これがあなたにとっての「運」ですよ、と誰も教えてくれないし、証明してくれるものは何もない。
だからこそ、「運」が来ていることを見逃(みのが)してしまう人が多い。
たとえば、知り合いの会社や取引先などから、
「うちの会社にこないか」
と誘われたとしても、その多くは、
「じつは、こんなこと言われちゃってさ」
と友人やカミさんに冗談で話すぐらいというケースがほとんどだ。
誘ったほうも、ヘッドハンティングなどというおおげさなことではなく、たんなるオベンチャラで口にしたのかもしれない。
だが、もしかしたら、それが「運」かもしれないのだ。
相手の言うことを真に受けて、思い切って転職したとたんに、思いがけなく伸びるという可能性だってある。
違う人生が開けることもある。
自分の意思とは関係ないところで起こる出来事は、何か理由があると考えたほうがいいのだ。
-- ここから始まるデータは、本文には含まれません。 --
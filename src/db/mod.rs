//! Database module: models and schema for persistent storage.
//!
//! Layout:
//! - `models.rs`: the `Device` row and its status
//! - `schema.rs`: SQL DDL and the seed device list (SQLite)
//! - `sqlite.rs`: queries against the `devices` table

pub mod models;
pub mod schema;
pub mod sqlite;

pub use models::{Device, DeviceStatus};
pub use schema::{SEED_DEVICES, SQLITE_INIT};
pub use sqlite::{DevicesStorage, SqlitePool, connect};
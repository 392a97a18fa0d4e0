pub mod tracker;

pub use tracker::DeviceTracker;
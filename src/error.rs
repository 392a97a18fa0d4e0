use axum::{
    Json,
    extract::rejection::BytesRejection,
    http::StatusCode,
    response::{IntoResponse, Response},
};
use serde::Serialize;
use sqlx::Error as SqlxError;
use thiserror::Error as ThisError;
use tracing::{error, warn};

#[derive(Debug, ThisError)]
pub enum TrackerError {
    #[error("validation failed: {0}")]
    Validation(&'static str),

    #[error("device not found: {0}")]
    DeviceNotFound(String),

    #[error("Database error: {0}")]
    Database(#[from] SqlxError),

    #[error("request body rejected: {0}")]
    Body(#[from] BytesRejection),
}

impl TrackerError {
    pub fn status(&self) -> StatusCode {
        match self {
            TrackerError::Validation(_) => StatusCode::BAD_REQUEST,
            TrackerError::DeviceNotFound(_) => StatusCode::NOT_FOUND,
            TrackerError::Database(_) => StatusCode::INTERNAL_SERVER_ERROR,
            TrackerError::Body(rejection) => rejection.status(),
        }
    }

    /// Message sent to the client. Never carries driver detail.
    pub fn public_message(&self) -> String {
        match self {
            TrackerError::Validation(msg) => (*msg).to_string(),
            TrackerError::DeviceNotFound(_) => "Device not found".to_string(),
            TrackerError::Database(_) => "Internal server error".to_string(),
            TrackerError::Body(rejection) if rejection.status() == StatusCode::PAYLOAD_TOO_LARGE => {
                "Request body too large".to_string()
            }
            TrackerError::Body(_) => "Failed to read request body".to_string(),
        }
    }
}

impl IntoResponse for TrackerError {
    fn into_response(self) -> Response {
        let status = self.status();
        if status.is_server_error() {
            error!(error = %self, "request failed");
        } else {
            warn!(error = %self, "request rejected");
        }
        ApiError::new(status, self.public_message()).into_response()
    }
}

/// Standardized API error response body
#[derive(Serialize)]
pub struct ApiErrorBody {
    pub error: String,
}

/// Error reply not tied to a `TrackerError`, e.g. an unknown route.
pub struct ApiError {
    status: StatusCode,
    message: String,
}

impl ApiError {
    pub fn new(status: StatusCode, message: impl Into<String>) -> Self {
        Self {
            status,
            message: message.into(),
        }
    }
}

impl IntoResponse for ApiError {
    fn into_response(self) -> Response {
        (
            self.status,
            Json(ApiErrorBody {
                error: self.message,
            }),
        )
            .into_response()
    }
}

#[cfg(test)]
mod tests {
    use super::*;

    #[test]
    fn database_errors_hide_driver_detail() {
        let err = TrackerError::Database(SqlxError::PoolTimedOut);
        assert_eq!(err.status(), StatusCode::INTERNAL_SERVER_ERROR);
        assert_eq!(err.public_message(), "Internal server error");
    }

    #[test]
    fn not_found_maps_to_404() {
        let err = TrackerError::DeviceNotFound("Nonexistent Phone".to_string());
        assert_eq!(err.status(), StatusCode::NOT_FOUND);
        assert_eq!(err.public_message(), "Device not found");
    }

    #[test]
    fn validation_keeps_its_message() {
        let err = TrackerError::Validation("Device is required");
        assert_eq!(err.status(), StatusCode::BAD_REQUEST);
        assert_eq!(err.public_message(), "Device is required");
    }
}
電車の中で、大学時代の同級生にパッタリ出会ったというのも、それなりの理由があることだろう。
実家のおばあちゃんの法事に行ったら、遠い遠い親戚にテレビで見かける著名人がいた、ということだってある。
その席で、たまたま言葉を交わしたというのも、何かの「運」に違いない。
ふだんの生活に何か小さな変化が起こったとき、それは「運」がある知らせなのだ。
ある日、街角で知らないおばあちゃんの手を引いて横断歩道を渡ったとする。
じつは、それが会社の社長のお母さんで、それがきっかけで偉くなる…なんていう「運」は、ドラマの世界にしか有り得ない。
どんなにツイていると言っても、そんなツキは期待するだけムダである。
そんなことより、もっと何気ない変化、いつもとは違う自分を発見するときが、すべて「運」のはじまりであり、「運」の女神の微笑みだと知っておくことである。
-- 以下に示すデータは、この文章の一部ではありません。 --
//! Concurrent, all-settle credential aggregation.
//!
//! One lookup per referenced credential id, all issued concurrently; the
//! aggregate waits for every lookup to settle and keeps only the successes.
//! A missing record and a store fault are treated identically: the id is
//! dropped from the result set. Total latency is bounded by the slowest
//! single lookup, not the sum.

use std::sync::Arc;
use std::time::Duration;

use futures::future::join_all;
use tokio_util::sync::CancellationToken;

use acadex_core::{Credential, CredentialId};
use acadex_store::CredentialStore;

use crate::dashboard::Notice;
use crate::error::PortalError;

/// Outcome of a single credential lookup.
enum LookupOutcome {
    Found(Credential),
    Missing,
    Failed,
}

/// Result of an aggregate resolution. Order of `credentials` follows
/// lookup completion, not the input id sequence; callers that need a
/// stable order sort by an explicit field themselves.
#[derive(Debug, Clone, Default)]
pub struct AggregateReport {
    /// Successfully resolved credentials.
    pub credentials: Vec<Credential>,
    /// Ids whose record was absent from the store.
    pub missing: usize,
    /// Ids whose lookup faulted or timed out.
    pub failed: usize,
}

impl AggregateReport {
    /// Number of ids the aggregate was asked to resolve.
    pub fn requested(&self) -> usize {
        self.credentials.len() + self.missing + self.failed
    }

    /// Number of ids dropped from the result set.
    pub fn dropped(&self) -> usize {
        self.missing + self.failed
    }

    /// Whether every requested id resolved.
    pub fn is_complete(&self) -> bool {
        self.dropped() == 0
    }

    /// The resolved credential ids, in result order.
    pub fn resolved_ids(&self) -> Vec<CredentialId> {
        self.credentials.iter().map(|c| c.id.clone()).collect()
    }

    /// At most one cumulative notice for dropped lookups — never one per
    /// failed id. Missing records are expected data and stay silent.
    pub fn notice(&self) -> Option<Notice> {
        if self.failed > 0 {
            Some(Notice::CredentialsLoadFailed { count: self.failed })
        } else {
            None
        }
    }
}

/// Resolves a list of credential references into the subset of credentials
/// that exist and are reachable.
pub struct CredentialAggregator {
    store: Arc<dyn CredentialStore>,
    lookup_timeout: Duration,
}

impl CredentialAggregator {
    /// Create an aggregator over a credential store with a per-lookup
    /// timeout. A lookup exceeding the timeout counts as failed.
    pub fn new(store: Arc<dyn CredentialStore>, lookup_timeout: Duration) -> Self {
        Self {
            store,
            lookup_timeout,
        }
    }

    /// Resolve all referenced credentials, concurrently, waiting for every
    /// lookup to settle. Individual failures are absorbed into the report;
    /// the only error here is a structurally unusable id in the input.
    pub async fn resolve(&self, ids: &[CredentialId]) -> Result<AggregateReport, PortalError> {
        if let Some(bad) = ids.iter().find(|id| !id.is_valid()) {
            return Err(PortalError::InvalidCredentialRef(format!(
                "blank credential id in reference list: {:?}",
                bad.as_str()
            )));
        }

        if ids.is_empty() {
            return Ok(AggregateReport::default());
        }

        let outcomes = join_all(ids.iter().map(|id| self.lookup(id))).await;

        let mut report = AggregateReport::default();
        for outcome in outcomes {
            match outcome {
                LookupOutcome::Found(credential) => report.credentials.push(credential),
                LookupOutcome::Missing => report.missing += 1,
                LookupOutcome::Failed => report.failed += 1,
            }
        }

        tracing::debug!(
            requested = ids.len(),
            resolved = report.credentials.len(),
            missing = report.missing,
            failed = report.failed,
            "credential aggregation settled"
        );

        Ok(report)
    }

    /// Like [`resolve`](Self::resolve), but abandons in-flight lookups when
    /// the token fires — the enclosing view was torn down and no result
    /// should be reported.
    pub async fn resolve_cancellable(
        &self,
        ids: &[CredentialId],
        cancel: CancellationToken,
    ) -> Result<AggregateReport, PortalError> {
        tokio::select! {
            // Cancellation wins when both branches are ready
            biased;
            _ = cancel.cancelled() => {
                tracing::debug!(requested = ids.len(), "credential aggregation cancelled");
                Err(PortalError::Cancelled)
            }
            report = self.resolve(ids) => report,
        }
    }

    /// Single lookup with a three-way outcome. Faults and timeouts are
    /// absorbed here so the fan-out settles every future.
    async fn lookup(&self, id: &CredentialId) -> LookupOutcome {
        match tokio::time::timeout(self.lookup_timeout, self.store.fetch_credential(id)).await {
            Ok(Ok(Some(credential))) => LookupOutcome::Found(credential),
            Ok(Ok(None)) => {
                tracing::debug!(credential = %id, "credential record absent");
                LookupOutcome::Missing
            }
            Ok(Err(e)) => {
                tracing::warn!(credential = %id, error = %e, "credential lookup failed");
                LookupOutcome::Failed
            }
            Err(_) => {
                tracing::warn!(
                    credential = %id,
                    timeout_ms = self.lookup_timeout.as_millis() as u64,
                    "credential lookup timed out"
                );
                LookupOutcome::Failed
            }
        }
    }
}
「運」は、それと気づかれずに、僕らの周りに忍び寄っている。
企画の実現のチャンスもまた、目の前にあるのかもしれない。
それを見逃してしまうよりは、むしろ過敏になり過ぎるくらい注意力を持っているほうがいいのだ。
「運」には身分証明書もなく、自己紹介もない。
その「運」をつかむには、状況の変化を読みとる繊細な感性が必要なのである。